The Story
Why it exists.
The beginning
Molinard built their name on copper stills and five generations of patient work in Grasse. Their compositions draw from the farms surrounding the town, native blossoms, herbs pulled fresh from the Provençal soil. Lavande is one of those farm-scents, built around a lavender they've been working with since before anyone called it niche. The idea was simple: take the most familiar aromatic in French perfumery and make it something you want to keep wearing. EDP concentration instead of EDT, so the lavender doesn't flash and disappear but opens and stays.

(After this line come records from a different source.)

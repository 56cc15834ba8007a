// card.rs — Rule Card data model.
//
// A RuleCard is only ever constructed by the schema validator (or read back
// from a compiled package). Field order here is the field order of every
// serialized card, so it is part of the output format.

use std::collections::BTreeMap;

use serde::{Deserialize, Serialize};

/// How serious a violation of the rule is.
#[derive(Debug, Clone, Copy, Serialize, Deserialize, PartialEq, Eq, PartialOrd, Ord, Hash)]
#[serde(rename_all = "snake_case")]
pub enum Severity {
    Low,
    Medium,
    High,
    Critical,
}

impl Severity {
    /// Accepted spellings, lowercase only.
    pub const ALLOWED: &'static [&'static str] = &["low", "medium", "high", "critical"];

    /// Parse the lowercase YAML spelling. Anything else is rejected.
    pub fn parse(value: &str) -> Option<Self> {
        match value {
            "low" => Some(Severity::Low),
            "medium" => Some(Severity::Medium),
            "high" => Some(Severity::High),
            "critical" => Some(Severity::Critical),
            _ => None,
        }
    }
}

impl std::fmt::Display for Severity {
    fn fmt(&self, f: &mut std::fmt::Formatter<'_>) -> std::fmt::Result {
        match self {
            Severity::Low => write!(f, "low"),
            Severity::Medium => write!(f, "medium"),
            Severity::High => write!(f, "high"),
            Severity::Critical => write!(f, "critical"),
        }
    }
}

/// Human-readable test cases that demonstrate compliance.
#[derive(Debug, Clone, Serialize, Deserialize, PartialEq, Eq)]
pub struct Verification {
    pub tests: Vec<String>,
}

/// One validated security requirement.
///
/// ```yaml
/// id: DOCKER-USER-001
/// title: Containers must not run as root
/// severity: high
/// scope: dockerfile
/// requirement: Every image must switch to a non-root USER before ENTRYPOINT.
/// do: ["Add a USER instruction with a fixed UID"]
/// dont: ["Rely on the base image default user"]
/// detect:
///   hadolint: [DL3002]
/// verify:
///   tests: ["Image metadata reports a non-zero UID"]
/// refs:
///   cis: ["4.1"]
/// ```
#[derive(Debug, Clone, Serialize, Deserialize, PartialEq)]
pub struct RuleCard {
    /// `CATEGORY-SUBCATEGORY-NNN`, unique across the corpus.
    pub id: String,
    pub title: String,
    pub severity: Severity,
    /// Context tag used for agent membership (e.g. `dockerfile`, `backend:java`).
    pub scope: String,
    pub requirement: String,
    #[serde(rename = "do")]
    pub dos: Vec<String>,
    #[serde(rename = "dont")]
    pub donts: Vec<String>,
    /// Scanner tool name → tool-specific rule ids.
    #[serde(default)]
    pub detect: BTreeMap<String, Vec<String>>,
    pub verify: Verification,
    /// Standard name (asvs, owasp, cwe, ...) → reference ids.
    #[serde(default)]
    pub refs: BTreeMap<String, Vec<String>>,
    /// Retired cards stay in the corpus for id reservation but are never compiled.
    #[serde(default, skip_serializing_if = "is_false")]
    pub disabled: bool,
    /// Card-level policy default suggestions. Manifest defaults always win.
    #[serde(default, skip_serializing_if = "BTreeMap::is_empty")]
    pub defaults: BTreeMap<String, serde_json::Value>,
}

fn is_false(value: &bool) -> bool {
    !*value
}

impl RuleCard {
    /// The first id segment (`AUTH` in `AUTH-PW-001`).
    pub fn category(&self) -> &str {
        self.id.split('-').next().unwrap_or("")
    }

    /// Whether the card takes part in compilation.
    pub fn is_active(&self) -> bool {
        !self.disabled
    }
}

Clary sage enters first, a quieter herb that lets the lavender settle in without competition. Then the heart deepens with labdanum, a resinous note that adds a faint amber warmth, and patchouli that keeps the drydown from going too soft. By the time tonka bean and benzoin arrive, the composition has moved from morning field to evening comfort. The progression isn't dramatic. It's just patient, the way the real thing would smell if you wore it all day.
The evolution
The opening is semi-sharp, almost medicinal in the first five minutes, the lavender's natural edge asserting itself before it softens. This phase passes quickly on most skin types, and then the sweetness takes over. Creamy, almost lactonic. The lavender remains present but no longer sharp, it reads as a warm floral rather than an aromatic. This middle phase lasts the longest, four to five hours on average. The drydown settles close to the skin, musk, tonka, benzoin making something tender and powdery. Not a room filler at this point. Something worn, not announced. The kind of sillage that someone standing beside you notices before someone across the table.
Cultural impact
Lavande sits in a category that's quietly crowded, lavender-forward compositions that aim for comfort rather than statement. Comparisons are inevitable: Tom Ford Lavender Extrême, Caron Pour Un Homme. What separates it is the sweetness. Where those compositions read as masculine or aromatic, Molinard's version leans creamy and warm, drawing people who find the sharper versions off-putting. The EDP concentration also matters, lavender tends to live in EDT territory where it flashes and fades. This one holds. Wearers describe it as the scent of someone who walks into a room and doesn't need to announce themselves. Quiet confidence, good longevity, accessible pricing for what it delivers.